Exercise aim ▸
How many lines in the data below have the string "numeric"? Reply with the number alone.

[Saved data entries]
━━━━━━━━━━━━━━━━━━━━

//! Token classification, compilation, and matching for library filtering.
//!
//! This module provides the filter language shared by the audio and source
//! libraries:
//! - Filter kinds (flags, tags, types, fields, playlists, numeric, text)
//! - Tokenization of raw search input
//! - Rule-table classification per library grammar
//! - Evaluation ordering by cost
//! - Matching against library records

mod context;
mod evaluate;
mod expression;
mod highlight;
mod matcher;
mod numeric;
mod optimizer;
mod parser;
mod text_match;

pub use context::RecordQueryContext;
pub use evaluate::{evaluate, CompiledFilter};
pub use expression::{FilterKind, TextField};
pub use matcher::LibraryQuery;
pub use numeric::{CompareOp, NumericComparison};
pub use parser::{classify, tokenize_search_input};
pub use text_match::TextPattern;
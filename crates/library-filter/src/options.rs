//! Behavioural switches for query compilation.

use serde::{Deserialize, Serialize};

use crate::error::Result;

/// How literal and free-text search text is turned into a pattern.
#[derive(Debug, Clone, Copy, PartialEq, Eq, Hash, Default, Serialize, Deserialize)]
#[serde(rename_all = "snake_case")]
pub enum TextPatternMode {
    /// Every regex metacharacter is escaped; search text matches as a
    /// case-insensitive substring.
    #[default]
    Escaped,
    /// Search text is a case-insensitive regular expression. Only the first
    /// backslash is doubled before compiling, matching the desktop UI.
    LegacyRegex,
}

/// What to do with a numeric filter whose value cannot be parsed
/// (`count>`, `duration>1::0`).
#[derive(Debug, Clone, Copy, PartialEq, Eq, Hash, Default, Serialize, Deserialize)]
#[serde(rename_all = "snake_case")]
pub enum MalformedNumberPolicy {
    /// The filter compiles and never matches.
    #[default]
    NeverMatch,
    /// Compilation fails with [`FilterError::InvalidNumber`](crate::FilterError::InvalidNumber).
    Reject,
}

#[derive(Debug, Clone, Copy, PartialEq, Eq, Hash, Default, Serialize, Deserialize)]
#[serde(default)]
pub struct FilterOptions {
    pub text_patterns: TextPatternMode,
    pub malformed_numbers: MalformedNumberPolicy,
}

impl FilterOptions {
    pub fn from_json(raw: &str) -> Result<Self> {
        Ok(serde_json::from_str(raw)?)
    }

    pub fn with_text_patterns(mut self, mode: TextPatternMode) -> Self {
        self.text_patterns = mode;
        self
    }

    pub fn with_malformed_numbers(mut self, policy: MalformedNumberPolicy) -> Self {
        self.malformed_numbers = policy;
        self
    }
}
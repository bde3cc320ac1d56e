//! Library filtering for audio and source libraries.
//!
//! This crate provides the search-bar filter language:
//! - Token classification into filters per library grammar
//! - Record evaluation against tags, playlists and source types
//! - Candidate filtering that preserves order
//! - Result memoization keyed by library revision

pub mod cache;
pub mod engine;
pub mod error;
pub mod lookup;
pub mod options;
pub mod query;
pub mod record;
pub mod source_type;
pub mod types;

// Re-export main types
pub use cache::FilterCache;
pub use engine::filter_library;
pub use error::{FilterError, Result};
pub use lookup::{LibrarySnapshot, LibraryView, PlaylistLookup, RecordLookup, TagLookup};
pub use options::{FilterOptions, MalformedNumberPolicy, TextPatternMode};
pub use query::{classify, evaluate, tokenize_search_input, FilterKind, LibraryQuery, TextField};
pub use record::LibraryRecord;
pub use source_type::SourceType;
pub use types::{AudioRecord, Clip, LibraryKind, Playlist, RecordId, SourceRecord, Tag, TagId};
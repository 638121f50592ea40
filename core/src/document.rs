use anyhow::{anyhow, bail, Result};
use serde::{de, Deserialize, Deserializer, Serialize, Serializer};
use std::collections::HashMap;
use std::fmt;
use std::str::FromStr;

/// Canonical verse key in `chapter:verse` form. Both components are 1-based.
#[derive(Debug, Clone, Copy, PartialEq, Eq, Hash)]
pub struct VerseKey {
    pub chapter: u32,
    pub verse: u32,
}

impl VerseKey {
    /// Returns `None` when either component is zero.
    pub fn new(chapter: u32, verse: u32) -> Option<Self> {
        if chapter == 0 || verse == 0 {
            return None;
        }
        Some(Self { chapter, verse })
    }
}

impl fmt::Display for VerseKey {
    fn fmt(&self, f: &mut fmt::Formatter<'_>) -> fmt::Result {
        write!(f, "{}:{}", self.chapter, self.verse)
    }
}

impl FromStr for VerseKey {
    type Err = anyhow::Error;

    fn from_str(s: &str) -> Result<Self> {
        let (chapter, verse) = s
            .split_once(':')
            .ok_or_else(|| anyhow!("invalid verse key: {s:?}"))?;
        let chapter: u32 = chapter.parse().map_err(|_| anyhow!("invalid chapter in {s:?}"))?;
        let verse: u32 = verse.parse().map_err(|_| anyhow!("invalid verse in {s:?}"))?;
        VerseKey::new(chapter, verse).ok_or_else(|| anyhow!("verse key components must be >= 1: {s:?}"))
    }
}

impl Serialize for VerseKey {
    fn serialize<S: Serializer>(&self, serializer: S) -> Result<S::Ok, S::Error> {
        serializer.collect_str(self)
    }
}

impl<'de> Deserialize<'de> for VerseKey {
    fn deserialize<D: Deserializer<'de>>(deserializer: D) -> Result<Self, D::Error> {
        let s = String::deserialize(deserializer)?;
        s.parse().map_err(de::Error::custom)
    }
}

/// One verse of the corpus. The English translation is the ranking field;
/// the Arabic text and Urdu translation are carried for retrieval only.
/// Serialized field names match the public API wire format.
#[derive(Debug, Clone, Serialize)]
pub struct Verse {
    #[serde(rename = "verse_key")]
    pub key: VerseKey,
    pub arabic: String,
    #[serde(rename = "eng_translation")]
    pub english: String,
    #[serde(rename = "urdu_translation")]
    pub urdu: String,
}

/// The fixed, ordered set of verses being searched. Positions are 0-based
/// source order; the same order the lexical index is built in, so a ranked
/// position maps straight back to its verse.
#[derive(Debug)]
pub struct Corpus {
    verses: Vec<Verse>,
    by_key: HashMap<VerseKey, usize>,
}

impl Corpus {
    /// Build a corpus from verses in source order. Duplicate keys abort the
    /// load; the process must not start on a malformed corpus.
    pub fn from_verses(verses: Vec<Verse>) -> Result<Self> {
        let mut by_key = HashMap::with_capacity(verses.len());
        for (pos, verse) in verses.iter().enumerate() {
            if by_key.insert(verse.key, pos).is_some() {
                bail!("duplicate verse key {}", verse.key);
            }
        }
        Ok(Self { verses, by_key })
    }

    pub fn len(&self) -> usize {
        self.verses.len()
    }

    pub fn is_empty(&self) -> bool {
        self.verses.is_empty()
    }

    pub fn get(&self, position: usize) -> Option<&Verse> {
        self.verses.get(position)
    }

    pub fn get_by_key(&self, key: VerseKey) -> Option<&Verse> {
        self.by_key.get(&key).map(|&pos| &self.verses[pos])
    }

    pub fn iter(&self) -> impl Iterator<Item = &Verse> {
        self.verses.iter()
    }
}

━━━━━━━━━━━━━━━━━━━━

Reply to the exercise ▸
4